Lo streaming, promosso come il salvatore della musica nell’era digitale, non ha trovato ancora un modello economico che soddisfi tutti gli attori. Se le major vedono ricavi in crescita, gli artisti non sono soddisfatti delle proprie royalties e le piattaforme – vedi il bilancio 2016 di Spotify – , sono in perdita pur con ricavi in forte crescita o vengono sussidiati da altri servizi, come per Apple o Amazon. Un tentativo di innovazione sociale e tecnologica viene da una piattaforma cooperativa quale Resonate.

Resonate è parte di un ecosistema di servizi che vuole rivoluzionare il rapporto tra musica, tecnologia e creatività, sostenendo gli interessi di artisti, etichette (independenti), collaboratori e fan. A differenza delle più popolari piattaforme di streaming, Resonate ha una diversa struttura organizzativa e un modello di business in cui gli artisti vengono compensati per ogni streaming. Il modello cooperativo consente a utenti e artisti, insieme ai fondatori e ai lavoratori dell’impresa, di concorrere nelle decisioni sulla direzione e sulle priorità di sviluppo di servizi e funzioni. Loomio è la piattaforma collaborativa utilizzata per prendere decisioni, pesate in modo diverso per ognuno dei tre gruppi portatori di interesse.

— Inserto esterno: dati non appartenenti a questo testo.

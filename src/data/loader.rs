use std::path::Path;

use anyhow::{bail, Context, Result};

use super::model::{Coverage, Dataset, Row};

// ---------------------------------------------------------------------------
// CSV loader – fixed 16-column coverage schema
// ---------------------------------------------------------------------------

/// Number of columns in the source schema.
const EXPECTED_COLUMNS: usize = 16;

/// Canonical column names, in file order. The source files vary in header
/// spelling, so columns are assigned by POSITION and the header row is only
/// checked for width.
pub const COLUMN_NAMES: [&str; EXPECTED_COLUMNS] = [
    "AÑO",
    "TRIMESTRE",
    "PROVEEDOR",
    "COD_DEPARTAMENTO",
    "DEPARTAMENTO",
    "COD_MUNICIPIO",
    "MUNICIPIO",
    "CABECERA_MUNICIPAL",
    "COD_CENTRO_POBLADO",
    "CENTRO_POBLADO",
    "COBERTURA_2G",
    "COBERTURA_3G",
    "COBERTURA_HSPA+",
    "COBERTURA_4G",
    "COBERTURA_LTE",
    "COBERTURA_5G",
];

/// Load a coverage dataset from a CSV file.
pub fn load_csv(path: &Path) -> Result<Dataset> {
    let mut reader = csv::Reader::from_path(path).context("opening CSV")?;

    let headers = reader.headers().context("reading CSV headers")?;
    if headers.len() != EXPECTED_COLUMNS {
        bail!(
            "CSV has {} columns, expected {EXPECTED_COLUMNS}",
            headers.len()
        );
    }

    let mut rows = Vec::new();
    for (row_no, result) in reader.records().enumerate() {
        let record = result.with_context(|| format!("CSV row {row_no}"))?;
        rows.push(parse_record(&record).with_context(|| format!("CSV row {row_no}"))?);
    }

    Ok(Dataset::from_rows(rows))
}

fn parse_record(record: &csv::StringRecord) -> Result<Row> {
    if record.len() != EXPECTED_COLUMNS {
        bail!("{} fields, expected {EXPECTED_COLUMNS}", record.len());
    }
    let field = |i: usize| record.get(i).unwrap_or("").trim();

    let year: i32 = field(0)
        .parse()
        .with_context(|| format!("'{}' is not a valid year", field(0)))?;
    let quarter: u8 = field(1)
        .parse()
        .with_context(|| format!("'{}' is not a valid quarter", field(1)))?;
    if !(1..=4).contains(&quarter) {
        bail!("quarter {quarter} outside 1-4");
    }

    Ok(Row {
        year,
        quarter,
        provider: field(2).to_string(),
        department_code: field(3).to_string(),
        department: field(4).to_string(),
        municipality_code: field(5).to_string(),
        municipality: field(6).to_string(),
        municipal_seat: field(7).to_string(),
        populated_center_code: field(8).to_string(),
        populated_center: field(9).to_string(),
        coverage: Coverage {
            g2: parse_flag(field(10), COLUMN_NAMES[10])?,
            g3: parse_flag(field(11), COLUMN_NAMES[11])?,
            hspa_plus: parse_flag(field(12), COLUMN_NAMES[12])?,
            g4: parse_flag(field(13), COLUMN_NAMES[13])?,
            lte: parse_flag(field(14), COLUMN_NAMES[14])?,
            g5: parse_flag(field(15), COLUMN_NAMES[15])?,
        },
    })
}

/// Parse an "S"/"N" coverage marker, case-insensitively.
fn parse_flag(s: &str, column: &str) -> Result<bool> {
    match s {
        "S" | "s" => Ok(true),
        "N" | "n" => Ok(false),
        other => bail!("{column}: '{other}' is not a coverage marker (S/N)"),
    }
}
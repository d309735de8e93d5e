use crate::data::model::{Dataset, FilterCriteria, Technology};
use crate::data::query::filter_rows;
use crate::geo::MunicipalityShape;

// ---------------------------------------------------------------------------
// Application state
// ---------------------------------------------------------------------------

/// Which tab is shown in the central panel.
#[derive(Debug, Clone, Copy, PartialEq, Eq)]
pub enum Tab {
    Charts,
    Map,
}

/// The full UI state, independent of rendering. All filter state is explicit
/// here; there are no globals and no hidden session state.
pub struct AppState {
    /// Loaded dataset (None until the user opens a CSV).
    pub dataset: Option<Dataset>,

    /// Current filter selection; recreated on every interaction.
    pub criteria: FilterCriteria,

    /// Technology shown in the charts tab.
    pub technology: Technology,

    /// Technology shown in the map tab.
    pub map_technology: Technology,

    /// Indices of rows passing the current criteria (rebuilt on change).
    pub visible_indices: Vec<usize>,

    /// Raw GeoJSON text, kept so shapes can be re-derived when the map
    /// department changes.
    pub geojson_text: Option<String>,

    /// Municipality outlines of the selected map department.
    pub shapes: Vec<MunicipalityShape>,

    /// Department whose municipalities the map shows.
    pub map_department: String,

    /// Active central-panel tab.
    pub tab: Tab,

    /// Status / error message shown in the UI.
    pub status_message: Option<String>,
}

impl Default for AppState {
    fn default() -> Self {
        Self {
            dataset: None,
            criteria: FilterCriteria::default(),
            technology: Technology::G4,
            map_technology: Technology::G4,
            visible_indices: Vec::new(),
            geojson_text: None,
            shapes: Vec::new(),
            map_department: String::new(),
            tab: Tab::Charts,
            status_message: None,
        }
    }
}

impl AppState {
    /// Ingest a newly loaded dataset and initialise the criteria to the
    /// first year/quarter present.
    pub fn set_dataset(&mut self, dataset: Dataset) {
        let year = dataset.years().next().unwrap_or_default();
        let quarter = dataset.quarters_for(year).next().unwrap_or(1);
        self.criteria = FilterCriteria {
            year,
            quarter,
            departments: Default::default(),
        };
        if self.map_department.is_empty() {
            if let Some(dep) = dataset.departments_for(year, quarter).next() {
                self.map_department = dep.to_string();
            }
        }
        self.dataset = Some(dataset);
        self.status_message = None;
        self.refilter();
        self.reparse_shapes();
    }

    /// Store uploaded GeoJSON text and derive the shapes for the current
    /// map department.
    pub fn set_geojson(&mut self, text: String) {
        self.geojson_text = Some(text);
        self.reparse_shapes();
    }

    /// Recompute `visible_indices` after a criteria change.
    pub fn refilter(&mut self) {
        if let Some(ds) = &self.dataset {
            self.visible_indices = filter_rows(ds, &self.criteria);
        } else {
            self.visible_indices.clear();
        }
    }

    /// Change the selected year; the quarter snaps to the first one present
    /// for that year and the department selection is reset.
    pub fn set_year(&mut self, year: i32) {
        self.criteria.year = year;
        if let Some(ds) = &self.dataset {
            self.criteria.quarter = ds.quarters_for(year).next().unwrap_or(1);
        }
        self.criteria.departments.clear();
        self.refilter();
    }

    /// Change the selected quarter, resetting the department selection.
    pub fn set_quarter(&mut self, quarter: u8) {
        self.criteria.quarter = quarter;
        self.criteria.departments.clear();
        self.refilter();
    }

    /// Toggle one department in the multi-select.
    pub fn toggle_department(&mut self, department: &str) {
        if !self.criteria.departments.remove(department) {
            self.criteria.departments.insert(department.to_string());
        }
        self.refilter();
    }

    /// Change the department the map shows and re-derive its shapes.
    pub fn set_map_department(&mut self, department: String) {
        self.map_department = department;
        self.reparse_shapes();
    }

    fn reparse_shapes(&mut self) {
        self.shapes.clear();
        let Some(text) = &self.geojson_text else {
            return;
        };
        if self.map_department.is_empty() {
            return;
        }
        match crate::geo::parse_geojson(text, &self.map_department) {
            Ok(shapes) => {
                log::info!(
                    "{} municipality shapes for {}",
                    shapes.len(),
                    self.map_department
                );
                self.shapes = shapes;
            }
            Err(e) => {
                log::error!("Failed to parse GeoJSON: {e:#}");
                self.status_message = Some(format!("GeoJSON error: {e:#}"));
            }
        }
    }
}

#[cfg(test)]
mod tests {
    use super::*;
    use crate::data::model::{Coverage, Row};

    fn row(year: i32, quarter: u8, department: &str) -> Row {
        Row {
            year,
            quarter,
            provider: "OP".into(),
            department_code: "05".into(),
            department: department.into(),
            municipality_code: "05001".into(),
            municipality: "Medellín".into(),
            municipal_seat: "Medellín".into(),
            populated_center_code: "05001000".into(),
            populated_center: "Centro".into(),
            coverage: Coverage::default(),
        }
    }

    #[test]
    fn set_dataset_initialises_criteria_from_the_data() {
        let mut state = AppState::default();
        state.set_dataset(Dataset::from_rows(vec![
            row(2023, 3, "ANTIOQUIA"),
            row(2022, 1, "ANTIOQUIA"),
        ]));

        assert_eq!(state.criteria.year, 2022);
        assert_eq!(state.criteria.quarter, 1);
        assert_eq!(state.visible_indices, vec![1]);
        assert_eq!(state.map_department, "ANTIOQUIA");
    }

    #[test]
    fn changing_year_snaps_quarter_and_clears_departments() {
        let mut state = AppState::default();
        state.set_dataset(Dataset::from_rows(vec![
            row(2022, 1, "ANTIOQUIA"),
            row(2023, 3, "CALDAS"),
        ]));
        state.toggle_department("ANTIOQUIA");
        assert_eq!(state.visible_indices, vec![0]);

        state.set_year(2023);
        assert_eq!(state.criteria.quarter, 3);
        assert!(state.criteria.departments.is_empty());
        assert_eq!(state.visible_indices, vec![1]);
    }
}
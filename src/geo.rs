use anyhow::{Context, Result};
use serde::Deserialize;

// ---------------------------------------------------------------------------
// GeoJSON → municipality shapes
// ---------------------------------------------------------------------------
//
// The choropleth consumes a DANE-style GeoJSON where each feature carries
// `properties.DEPTO` (department name) and `properties.MPIO_CNMBR`
// (municipality name). Only the outer rings are kept; egui_plot fills
// polygons without hole support anyway.

#[derive(Debug, Deserialize)]
struct FeatureCollection {
    features: Vec<Feature>,
}

#[derive(Debug, Deserialize)]
struct Feature {
    /// `properties` may be absent or an explicit JSON null.
    properties: Option<Properties>,
    geometry: Option<Geometry>,
}

#[derive(Debug, Default, Deserialize)]
struct Properties {
    #[serde(rename = "DEPTO")]
    department: Option<String>,
    #[serde(rename = "MPIO_CNMBR")]
    municipality: Option<String>,
}

/// GeoJSON positions may carry an altitude, so a position is a `Vec<f64>`
/// rather than a fixed pair.
type Ring = Vec<Vec<f64>>;

#[derive(Debug, Deserialize)]
#[serde(tag = "type")]
enum Geometry {
    Polygon { coordinates: Vec<Ring> },
    MultiPolygon { coordinates: Vec<Vec<Ring>> },
    #[serde(other)]
    Unsupported,
}

/// One municipality outline, ready for plotting.
#[derive(Debug, Clone)]
pub struct MunicipalityShape {
    /// Municipality name, the join key against the aggregation results.
    pub name: String,
    /// Outer rings as (longitude, latitude) pairs. MultiPolygons contribute
    /// one ring per part.
    pub rings: Vec<Vec<[f64; 2]>>,
}

/// Parse a GeoJSON FeatureCollection and keep the municipalities of the
/// given department.
///
/// Features without a usable name, geometry, or matching department are
/// skipped (with a warning for the malformed ones) rather than failing the
/// whole file.
pub fn parse_geojson(text: &str, department: &str) -> Result<Vec<MunicipalityShape>> {
    let collection: FeatureCollection =
        serde_json::from_str(text).context("parsing GeoJSON FeatureCollection")?;

    let mut shapes = Vec::new();
    for feature in collection.features {
        let props = feature.properties.unwrap_or_default();
        if props.department.as_deref() != Some(department) {
            continue;
        }
        let Some(name) = props.municipality else {
            log::warn!("GeoJSON feature without MPIO_CNMBR, skipping");
            continue;
        };
        let rings = match feature.geometry {
            Some(Geometry::Polygon { coordinates }) => outer_rings(vec![coordinates]),
            Some(Geometry::MultiPolygon { coordinates }) => outer_rings(coordinates),
            Some(Geometry::Unsupported) | None => {
                log::warn!("GeoJSON feature '{name}' has no polygon geometry, skipping");
                continue;
            }
        };
        if rings.is_empty() {
            log::warn!("GeoJSON feature '{name}' has no usable rings, skipping");
            continue;
        }
        shapes.push(MunicipalityShape { name, rings });
    }

    Ok(shapes)
}

/// Keep the first (outer) ring of every polygon part, dropping positions
/// that are not at least (lon, lat).
fn outer_rings(polygons: Vec<Vec<Ring>>) -> Vec<Vec<[f64; 2]>> {
    polygons
        .into_iter()
        .filter_map(|mut rings| {
            if rings.is_empty() {
                return None;
            }
            let outer = rings.swap_remove(0);
            let ring: Vec<[f64; 2]> = outer
                .into_iter()
                .filter(|pos| pos.len() >= 2)
                .map(|pos| [pos[0], pos[1]])
                .collect();
            (ring.len() >= 3).then_some(ring)
        })
        .collect()
}

#[cfg(test)]
mod tests {
    use super::*;

    const SAMPLE: &str = r#"{
        "type": "FeatureCollection",
        "features": [
            {
                "properties": {"DEPTO": "ANTIOQUIA", "MPIO_CNMBR": "MEDELLÍN"},
                "geometry": {
                    "type": "Polygon",
                    "coordinates": [[[-75.6, 6.2], [-75.5, 6.2], [-75.5, 6.3], [-75.6, 6.2]]]
                }
            },
            {
                "properties": {"DEPTO": "ANTIOQUIA", "MPIO_CNMBR": "ENVIGADO"},
                "geometry": {
                    "type": "MultiPolygon",
                    "coordinates": [
                        [[[-75.6, 6.1], [-75.5, 6.1], [-75.5, 6.2], [-75.6, 6.1]],
                         [[-75.58, 6.12], [-75.56, 6.12], [-75.56, 6.14], [-75.58, 6.12]]],
                        [[[-75.7, 6.0], [-75.6, 6.0], [-75.6, 6.1], [-75.7, 6.0]]]
                    ]
                }
            },
            {
                "properties": {"DEPTO": "CALDAS", "MPIO_CNMBR": "MANIZALES"},
                "geometry": {
                    "type": "Polygon",
                    "coordinates": [[[-75.5, 5.0], [-75.4, 5.0], [-75.4, 5.1], [-75.5, 5.0]]]
                }
            },
            {
                "properties": {"DEPTO": "ANTIOQUIA"},
                "geometry": {"type": "Point", "coordinates": [-75.5, 6.2]}
            }
        ]
    }"#;

    #[test]
    fn keeps_only_the_selected_department() {
        let shapes = parse_geojson(SAMPLE, "ANTIOQUIA").unwrap();
        let names: Vec<&str> = shapes.iter().map(|s| s.name.as_str()).collect();
        assert_eq!(names, vec!["MEDELLÍN", "ENVIGADO"]);

        let caldas = parse_geojson(SAMPLE, "CALDAS").unwrap();
        assert_eq!(caldas.len(), 1);
    }

    #[test]
    fn multipolygon_keeps_one_outer_ring_per_part() {
        let shapes = parse_geojson(SAMPLE, "ANTIOQUIA").unwrap();
        let envigado = shapes.iter().find(|s| s.name == "ENVIGADO").unwrap();
        // Two parts, inner ring of the first part dropped.
        assert_eq!(envigado.rings.len(), 2);
        assert_eq!(envigado.rings[0][0], [-75.6, 6.1]);
    }

    #[test]
    fn malformed_input_is_an_error_but_odd_features_are_skipped() {
        assert!(parse_geojson("not json", "ANTIOQUIA").is_err());
        assert!(parse_geojson(r#"{"type": "FeatureCollection"}"#, "X").is_err());

        // The Point feature above is skipped silently, not fatal.
        let shapes = parse_geojson(SAMPLE, "ANTIOQUIA").unwrap();
        assert_eq!(shapes.len(), 2);
    }

    #[test]
    fn three_element_positions_are_accepted() {
        let text = r#"{
            "type": "FeatureCollection",
            "features": [{
                "properties": {"DEPTO": "ANTIOQUIA", "MPIO_CNMBR": "BELLO"},
                "geometry": {
                    "type": "Polygon",
                    "coordinates": [[[-75.6, 6.3, 0.0], [-75.5, 6.3, 0.0], [-75.5, 6.4, 0.0]]]
                }
            }]
        }"#;
        let shapes = parse_geojson(text, "ANTIOQUIA").unwrap();
        assert_eq!(shapes[0].rings[0], vec![[-75.6, 6.3], [-75.5, 6.3], [-75.5, 6.4]]);
    }
}
use eframe::egui;

use crate::state::{AppState, Tab};
use crate::ui::{map, panels, plot};

// ---------------------------------------------------------------------------
// eframe App implementation
// ---------------------------------------------------------------------------

#[derive(Default)]
pub struct CobermapApp {
    pub state: AppState,
}

impl eframe::App for CobermapApp {
    fn update(&mut self, ctx: &egui::Context, _frame: &mut eframe::Frame) {
        // ---- Top panel: menu bar and tab switcher ----
        egui::TopBottomPanel::top("top_bar").show(ctx, |ui| {
            panels::top_bar(ui, &mut self.state);
        });

        // ---- Left side panel: filters ----
        egui::SidePanel::left("filter_panel")
            .default_width(220.0)
            .resizable(true)
            .show(ctx, |ui| {
                panels::side_panel(ui, &mut self.state);
            });

        // ---- Central panel: active tab ----
        egui::CentralPanel::default().show(ctx, |ui| match self.state.tab {
            Tab::Charts => {
                // Filtered rows on top, bar chart below.
                egui::TopBottomPanel::top("data_table")
                    .resizable(true)
                    .default_height(ui.available_height() * 0.4)
                    .show_inside(ui, |ui| {
                        panels::data_table(ui, &self.state);
                    });
                egui::CentralPanel::default().show_inside(ui, |ui| {
                    plot::coverage_bar_chart(ui, &self.state);
                });
            }
            Tab::Map => {
                map::choropleth(ui, &mut self.state);
            }
        });
    }
}
use eframe::egui::{self, Stroke, Ui};
use egui_plot::{Plot, PlotPoints, Polygon};

use crate::color::ColorRamp;
use crate::data::model::{FilterCriteria, Technology};
use crate::data::query::{percentage_by_municipality, resolve_column};
use crate::state::AppState;

// ---------------------------------------------------------------------------
// Choropleth map (map tab)
// ---------------------------------------------------------------------------

/// Render the choropleth of coverage percentage per municipality.
pub fn choropleth(ui: &mut Ui, state: &mut AppState) {
    // ---- Map controls ----
    // The department list is collected up front so the dataset borrow does
    // not overlap the state mutations the widgets below perform.
    let departments: Vec<String> = match &state.dataset {
        Some(ds) => ds
            .departments_for(state.criteria.year, state.criteria.quarter)
            .map(str::to_string)
            .collect(),
        None => {
            ui.centered_and_justified(|ui: &mut Ui| {
                ui.heading("Open a coverage CSV to begin  (File → Open CSV…)");
            });
            return;
        }
    };

    let mut new_department: Option<String> = None;
    ui.horizontal(|ui: &mut Ui| {
        ui.strong("Department");
        egui::ComboBox::from_id_salt("map_department")
            .selected_text(&state.map_department)
            .show_ui(ui, |ui: &mut Ui| {
                for dep in &departments {
                    if ui
                        .selectable_label(state.map_department == *dep, dep)
                        .clicked()
                    {
                        new_department = Some(dep.clone());
                    }
                }
            });

        // The map combo shows the raw column names, as the source data does;
        // the clicked name goes through the validated pipeline boundary.
        ui.strong("Technology");
        egui::ComboBox::from_id_salt("map_technology")
            .selected_text(state.map_technology.column_name())
            .show_ui(ui, |ui: &mut Ui| {
                for tech in Technology::ALL {
                    let name = tech.column_name();
                    if ui
                        .selectable_label(state.map_technology == tech, name)
                        .clicked()
                    {
                        match resolve_column(name) {
                            Ok(t) => state.map_technology = t,
                            Err(e) => {
                                log::error!("{e}");
                                state.status_message = Some(e.to_string());
                            }
                        }
                    }
                }
            });
    });
    if let Some(dep) = new_department {
        state.set_map_department(dep);
    }

    if state.geojson_text.is_none() {
        ui.centered_and_justified(|ui: &mut Ui| {
            ui.heading("Open a GeoJSON file to see the map  (File → Open GeoJSON…)");
        });
        return;
    }
    if state.shapes.is_empty() {
        ui.centered_and_justified(|ui: &mut Ui| {
            ui.heading(format!(
                "The GeoJSON has no municipalities for {}.",
                state.map_department
            ));
        });
        return;
    }

    let Some(dataset) = &state.dataset else {
        return;
    };

    // Percentages follow the user-selected year/quarter, restricted to the
    // department the map shows.
    let criteria = FilterCriteria {
        year: state.criteria.year,
        quarter: state.criteria.quarter,
        departments: std::iter::once(state.map_department.clone()).collect(),
    };
    let percentages = percentage_by_municipality(dataset, state.map_technology, &criteria);

    // Shape names are upper-case in DANE files while the CSV mixes cases,
    // so the join is case-folded.
    let by_folded: std::collections::BTreeMap<String, f64> = percentages
        .iter()
        .map(|(name, &pct)| (name.to_uppercase(), pct))
        .collect();

    let ramp = ColorRamp::from_values(percentages.values());

    Plot::new("coverage_map")
        .data_aspect(1.0)
        .show_axes([false, false])
        .show_grid(false)
        .allow_boxed_zoom(true)
        .allow_drag(true)
        .allow_scroll(true)
        .allow_zoom(true)
        .show(ui, |plot_ui| {
            for shape in &state.shapes {
                let pct = by_folded.get(&shape.name.to_uppercase()).copied();
                let (fill, label) = match pct {
                    Some(p) => (
                        ramp.color_for(p),
                        format!("{}: {p:.1}% {}", shape.name, state.map_technology),
                    ),
                    None => (ramp.missing(), format!("{}: no data", shape.name)),
                };

                for ring in &shape.rings {
                    let points: PlotPoints = ring.iter().map(|&[x, y]| [x, y]).collect();
                    plot_ui.polygon(
                        Polygon::new(points)
                            .name(&label)
                            .fill_color(fill.gamma_multiply(0.7))
                            .stroke(Stroke::new(1.0, fill)),
                    );
                }
            }
        });
}
//! Request and response bodies as they appear on the wire.
//!
//! Field names are camelCase to match the single-page frontend. Response types convert from
//! the core projections, never from the stored `Account`, so no credential can reach a body.

use serde::{Deserialize, Serialize};
use telehealth_core::{AccountView, AuthSession, EmergencyContact, MedicalHistory, PrivacySettings};
use utoipa::ToSchema;

#[derive(Clone, Debug, PartialEq, Serialize, Deserialize, ToSchema)]
pub struct HealthRes {
    pub ok: bool,
    pub message: String,
}

/// Body of every failure response, and of success responses that carry only a message.
#[derive(Clone, Debug, PartialEq, Serialize, Deserialize, ToSchema)]
pub struct MessageRes {
    pub message: String,
}

impl MessageRes {
    pub fn new(message: impl Into<String>) -> Self {
        Self {
            message: message.into(),
        }
    }
}

#[derive(Clone, Debug, Serialize, Deserialize, ToSchema)]
pub struct RegisterReq {
    pub username: String,
    pub name: String,
    pub email: String,
    pub password: String,
    /// `patient` or `doctor`
    pub role: String,
}

#[derive(Clone, Debug, Serialize, Deserialize, ToSchema)]
pub struct LoginReq {
    pub username: String,
    pub password: String,
}

#[derive(Clone, Debug, Serialize, Deserialize, ToSchema)]
#[serde(rename_all = "camelCase")]
pub struct ChangePasswordReq {
    pub current_password: String,
    pub new_password: String,
}

#[derive(Clone, Debug, PartialEq, Eq, Serialize, Deserialize, ToSchema)]
pub struct EmergencyContactRes {
    pub name: String,
    pub phone: String,
}

impl From<EmergencyContact> for EmergencyContactRes {
    fn from(contact: EmergencyContact) -> Self {
        Self {
            name: contact.name,
            phone: contact.phone,
        }
    }
}

#[derive(Clone, Debug, PartialEq, Eq, Serialize, Deserialize, ToSchema)]
#[serde(rename_all = "camelCase")]
pub struct MedicalHistoryRes {
    pub allergies: Vec<String>,
    pub medications: Vec<String>,
    pub surgeries: Vec<String>,
    pub conditions: Vec<String>,
    pub family_history: Vec<String>,
}

impl From<MedicalHistory> for MedicalHistoryRes {
    fn from(history: MedicalHistory) -> Self {
        Self {
            allergies: history.allergies,
            medications: history.medications,
            surgeries: history.surgeries,
            conditions: history.conditions,
            family_history: history.family_history,
        }
    }
}

#[derive(Clone, Copy, Debug, PartialEq, Eq, Serialize, Deserialize, ToSchema)]
#[serde(rename_all = "camelCase")]
pub struct PrivacySettingsRes {
    pub share_data: bool,
    pub email_notifications: bool,
    pub sms_notifications: bool,
}

impl From<PrivacySettings> for PrivacySettingsRes {
    fn from(settings: PrivacySettings) -> Self {
        Self {
            share_data: settings.share_data,
            email_notifications: settings.email_notifications,
            sms_notifications: settings.sms_notifications,
        }
    }
}

/// An account as returned to clients. There is no password field.
#[derive(Clone, Debug, PartialEq, Serialize, Deserialize, ToSchema)]
#[serde(rename_all = "camelCase")]
pub struct UserRes {
    pub id: String,
    pub username: String,
    pub name: String,
    pub email: String,
    /// `patient` or `doctor`
    pub role: String,
    pub phone: Option<String>,
    /// `YYYY-MM-DD`
    pub dob: Option<String>,
    pub address: Option<String>,
    pub emergency_contact: Option<EmergencyContactRes>,
    pub medical_history: MedicalHistoryRes,
    pub privacy_settings: PrivacySettingsRes,
    pub created_at: String,
    pub updated_at: String,
}

impl From<AccountView> for UserRes {
    fn from(view: AccountView) -> Self {
        Self {
            id: view.id.to_string(),
            username: view.username.to_string(),
            name: view.name.to_string(),
            email: view.email.to_string(),
            role: view.role.to_string(),
            phone: view.phone,
            dob: view.dob.map(|dob| dob.format("%Y-%m-%d").to_string()),
            address: view.address,
            emergency_contact: view.emergency_contact.map(EmergencyContactRes::from),
            medical_history: view.medical_history.into(),
            privacy_settings: view.privacy_settings.into(),
            created_at: view.created_at.to_rfc3339(),
            updated_at: view.updated_at.to_rfc3339(),
        }
    }
}

#[derive(Clone, Debug, Serialize, Deserialize, ToSchema)]
#[serde(rename_all = "camelCase")]
pub struct AuthRes {
    pub token: String,
    /// RFC 3339 instant after which the token is rejected.
    pub expires_at: String,
    pub user: UserRes,
}

impl From<AuthSession> for AuthRes {
    fn from(session: AuthSession) -> Self {
        Self {
            token: session.token,
            expires_at: session.expires_at.to_rfc3339(),
            user: session.account.into(),
        }
    }
}

// Documentation-only bodies for the partial-update endpoints. Handlers take the raw JSON
// object so that unknown keys can be reported against the allow-list.

/// Any subset of the profile fields. `null` clears `phone`, `dob`, `address` and
/// `emergencyContact`.
#[derive(Clone, Debug, Default, Serialize, Deserialize, ToSchema)]
#[serde(rename_all = "camelCase")]
pub struct ProfileUpdateReq {
    pub name: Option<String>,
    pub email: Option<String>,
    pub phone: Option<String>,
    /// `YYYY-MM-DD`
    pub dob: Option<String>,
    pub address: Option<String>,
    pub emergency_contact: Option<EmergencyContactRes>,
}

/// Any subset of the medical-history lists; each submitted list replaces the stored one.
#[derive(Clone, Debug, Default, Serialize, Deserialize, ToSchema)]
#[serde(rename_all = "camelCase")]
pub struct MedicalHistoryUpdateReq {
    pub allergies: Option<Vec<String>>,
    pub medications: Option<Vec<String>>,
    pub surgeries: Option<Vec<String>>,
    pub conditions: Option<Vec<String>>,
    pub family_history: Option<Vec<String>>,
}

#[derive(Clone, Debug, Default, Serialize, Deserialize, ToSchema)]
#[serde(rename_all = "camelCase")]
pub struct PrivacySettingsUpdateReq {
    pub share_data: Option<bool>,
    pub email_notifications: Option<bool>,
    pub sms_notifications: Option<bool>,
}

Per partecipare è sufficiente comprare una quota per 5 dollari.

Il modello di business, più equo nei confronti degli artisti – 1264 musicisti attivi e 164 etichette a giugno 2017 – prevede un compenso ibrido chiamato “stream to own” (stream per possedere). Più si ascolta una canzone, più aumenta il costo del singolo streaming (2 centesimi il primo), che raddoppia, fino alla nona riproduzione, momento in cui l’utente diventa proprietario del file del brano e può riprodurlo senza limiti, a costo zero. In questo modo, un utente che ascolta in media Resonate per due ore al giorno, si trova a pagare 2-4 $ al mese. Molto meno degli abbonamenti mensili che in media costano 10 €, ma con un compenso medio per artista che supera 1500 dollari al mese, contro i 600 $ della concorrenza. Tutte le transazioni e i metadati relativi sono gestiti attraverso Blockchain, garantendo così in maniera trasparente e verificata tutte le parti. I profitti generati sono ripartiti tra artisti ed etichette (45%), fan (35%) e piattaforma (20%), così da stimolare ogni parte a promuovere e a impegnarsi nel progetto.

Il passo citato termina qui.